Увы, унизительный путь не отразился на женщине.
— Горы и равнины — все тонет под снегом, ничего не остается, — продекламировала она хайку, поклонилась в сторону ниши и заняла почетное место напротив судьи. — Ах, поэзия действует на меня освежающе. Я испытываю великое наслаждение, словно не нужно спешить назад в мирскую суету. — Она расправила кимоно, будто и впрямь собралась поселиться здесь навеки.
Чайная церемония служит очищению тела и духа, слиянию человека и природы. Так учит дзен-буддизм. Именно на это и рассчитывал Огю. Жесткие правила церемонии, надеялся он, разрядят ситуацию. Госпожа Ниу, обладая изысканными манерами, не станет касаться неприятных тем. Теперь он, разочарованный, понял: она вполне способна воспользоваться церемонией в личных целях. Огю угодил а собственную ловушку. Нельзя было избавиться от гостьи, не скомкав церемонию и не выставив себя хамом.
Огю взял салфетку.
— Очень мудрое замечание, госпожа, — сказал он слабым голосом. Руки дрожали.
Обычно Огю протирал чашу неторопливо, наслаждаясь формой и материалом. На сей раз он ограничился поспешными мазками, с трудом соображая, что делает. «О, пусть обвалится крыша, чтобы закончился этот едва начавшийся фарс!» — взмолился он.
Крыша не рухнула. Вместо этого госпожа Ниу сказала:
— Хайку напомнило мне сцену из спектакля, в котором главную роль исполняет лучший оннагата Эдо. — Госпожа Ниу выдержала паузу, позволяя собеседнику вникнуть в смысл слов. — В пьесе, кажется, присутствует мотив грома и молнии. Вы, наверное, видели. Если нет, поинтересуйтесь у вашего подчиненного.

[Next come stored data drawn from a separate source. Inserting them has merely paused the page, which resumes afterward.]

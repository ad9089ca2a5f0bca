//! Firebase PushID parser.

use chrono::{DateTime, Utc};
use rand::Rng;

use super::IdParser;
use crate::error::IdError;
use crate::model::IdInfo;

/// Firebase PushID alphabet, in ascending ASCII order.
const ALPHABET: &[u8] = b"-0123456789ABCDEFGHIJKLMNOPQRSTUVWXYZ_abcdefghijklmnopqrstuvwxyz";

const YEAR_2000_MS: i64 = 946_684_800_000;
const YEAR_2100_MS: i64 = 4_102_444_800_000;

pub struct PushIdParser;

impl PushIdParser {
    /// Positional base64 decode of the 8-character timestamp prefix.
    fn extract_timestamp(prefix: &str) -> Option<i64> {
        let mut ms: i64 = 0;
        for ch in prefix.bytes() {
            let pos = ALPHABET.iter().position(|&a| a == ch)? as i64;
            ms = ms * 64 + pos;
        }
        if (YEAR_2000_MS..=YEAR_2100_MS).contains(&ms) {
            Some(ms)
        } else {
            None
        }
    }

    fn encode_timestamp(mut ms: i64) -> String {
        let mut out = Vec::new();
        while ms > 0 {
            out.push(ALPHABET[(ms % 64) as usize]);
            ms /= 64;
        }
        out.reverse();
        String::from_utf8_lossy(&out).into_owned()
    }
}

impl IdParser for PushIdParser {
    fn name(&self) -> &'static str {
        "PushID"
    }

    fn can_parse(&self, input: &str) -> bool {
        input.len() == 20 && input.bytes().all(|b| ALPHABET.contains(&b))
    }

    fn parse(&self, input: &str) -> Result<IdInfo, IdError> {
        if !self.can_parse(input) {
            return Err(IdError::decode("invalid PushID format"));
        }

        let mut info = IdInfo::new("Firebase PushID", input, 120)
            .with_raw_bytes(input.as_bytes().to_vec())
            .with_entropy(120)
            .with_extra("alphabet", "Firebase PushID (64 chars)")
            .with_extra("length", "20 characters")
            .with_extra("format", "8 chars timestamp + 12 chars random")
            .with_extra("binary_approximation", "one byte per character");

        if let Some(ms) = Self::extract_timestamp(&input[..8]) {
            if let Some(dt) = DateTime::from_timestamp_millis(ms) {
                info.timestamp = Some(dt);
                info.timestamp_value = Some(ms.to_string());
                info = info
                    .with_extra("timestamp_part", &input[..8])
                    .with_extra("random_part", &input[8..]);
            }
        }
        Ok(info)
    }

    fn generate(&self) -> Result<String, IdError> {
        let now = Utc::now().timestamp_millis();

        let mut ts = Self::encode_timestamp(now);
        if ts.len() > 8 {
            ts = ts[ts.len() - 8..].to_string();
        }
        while ts.len() < 8 {
            ts.insert(0, '0');
        }
        // Avoid a leading '-' so the id is safe as a CLI argument
        if ts.starts_with('-') {
            ts.replace_range(..1, "0");
        }

        let mut rng = rand::thread_rng();
        let random: String = (0..12)
            .map(|_| ALPHABET[rng.gen_range(0..ALPHABET.len())] as char)
            .collect();
        Ok(format!("{ts}{random}"))
    }
}
//! NUID (NATS Unique Identifier) parser.

use super::IdParser;
use crate::error::IdError;
use crate::model::IdInfo;

pub struct NuidParser;

impl IdParser for NuidParser {
    fn name(&self) -> &'static str {
        "NUID"
    }

    fn can_parse(&self, input: &str) -> bool {
        // 22 base62 characters; generated NUIDs do not start with '0'
        input.len() == 22
            && input.bytes().all(|b| b.is_ascii_alphanumeric())
            && !input.starts_with('0')
    }

    fn parse(&self, input: &str) -> Result<IdInfo, IdError> {
        if !self.can_parse(input) {
            return Err(IdError::decode("invalid NUID format"));
        }

        let info = IdInfo::new("NUID (NATS Unique Identifier)", input, 132)
            .with_raw_bytes(input.as_bytes().to_vec())
            .with_entropy(132)
            .with_extra("alphabet", "Base62 (0-9A-Za-z)")
            .with_extra("length", "22 characters")
            .with_extra("format", "NATS Unique Identifier")
            .with_extra("specification", "https://github.com/nats-io/nuid")
            .with_extra("crypto_prefix", "12 bytes crypto random")
            .with_extra("sequential_part", "10 bytes sequential")
            .with_extra("performance", "~60ns generation, 16M/sec")
            .with_extra("url_safe", "Yes")
            .with_extra("case_sensitive", "Yes")
            .with_extra("sortable", "Partially (by prefix)")
            .with_extra("binary_approximation", "one byte per character");

        Ok(info)
    }

    fn generate(&self) -> Result<String, IdError> {
        // Retry the rare leading-'0' draw so output always passes can_parse
        loop {
            let id = nuid::next();
            if !id.starts_with('0') {
                return Ok(id.to_string());
            }
        }
    }
}

#[cfg(test)]
mod tests {
    use super::*;

    #[test]
    fn generate_round_trips() {
        let p = NuidParser;
        let id = p.generate().unwrap();
        assert_eq!(id.len(), 22);
        assert!(p.can_parse(&id));
        let info = p.parse(&id).unwrap();
        assert_eq!(info.entropy_bits, Some(132));
    }

    #[test]
    fn rejects_leading_zero_and_symbols() {
        let p = NuidParser;
        assert!(!p.can_parse("0BCDEFGHIJKLMNOPQRSTUV"));
        assert!(!p.can_parse("ABCDEFGHIJ-LMNOPQRSTUV"));
        assert!(!p.can_parse("ABCDEFGHIJKLMNOPQRSTU"));
    }

    #[test]
    fn consecutive_generations_differ() {
        let p = NuidParser;
        assert_ne!(p.generate().unwrap(), p.generate().unwrap());
    }
}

«Оннагата — Кикунодзё. „Гром и Молния“ — Райдэн. Ваш подчиненный — Сано Исиро». Огю почувствовал слабость в ногах, расшифровав послание. Значит, госпожа Ниу в курсе того, что Сано продолжает расследование синдзю, она даже знает, кого ёрики допросил.
Машинально наложив черпачком заварку в чашу, судья принялся наполнять ее водой.
— Да. То есть нет. — Он терялся в догадках, каким чудесным способом шпионы Ниу сумели раздобыть информацию. Нужно немедленно обезоружить противницу. — Примите, пожалуйста, мои самые искренние извинения...
«За что?» — встревоженно подумал Огю.
Госпожа Ниу ни в чем его реально не обвиняет. Не может же он ляпнуть: «За то, что я не смог выполнить вашу просьбу насчет Сано!» Тем более госпожа Ниу продолжает делать вид, будто это обычная чайная церемония, а не выволочка ленивому слуге. Вульгарное нарушение чайных традиций лишит его последних преимуществ.
— ...за мои жалкие попытки изображать хозяина.
Госпожа воззрилась на струю кипятка, текущую в чашу.
— Хорошая вода очень важна для приготовления настоящего чая. Где вы берете свою, не из источников ли Хаконэ?
— С горы Хиэй, — промямлил Огю. «О боги, она знает и про нынешнее местонахождение Сано!» Он начал деревянным веничком взбивать чай и воду в зеленую пену. На теле выступила нервная испарина, одежда стала отвратительно липкой. Судья пожалел, что велел растопить потаенные жаровни.
— Моя дочь Мидори недавно ушла в монахини. Женская обитель, храм Каннон, — сообщила госпожа Ниу и огорчилась из-за своей бестактности. — Простите. Вам, конечно, это известно. — Пауза. — Иначе для чего вашему подчиненному совершать утомительное путешествие в Хаконэ, несмотря на трагедию, которая приключилась с Цунэхико?
Чаша и веничек выпали из рук судьи. Пенистый напиток залил пол. Застонав, Огю кинулся промокать лужу салфеткой. «Вот зачем Сано выдумал паломничество: расспросить Мидори. Какое вопиющее неподчинение! И насколько унизительно узнавать все от этой лисы! Почему не доложили шпионы? За что деньги получают?!»
— Я не знал, что ваша падчерица ушла от мира, — пробормотал Огю, прижимая к груди чайник. — Прошу прощения за неуклюжесть.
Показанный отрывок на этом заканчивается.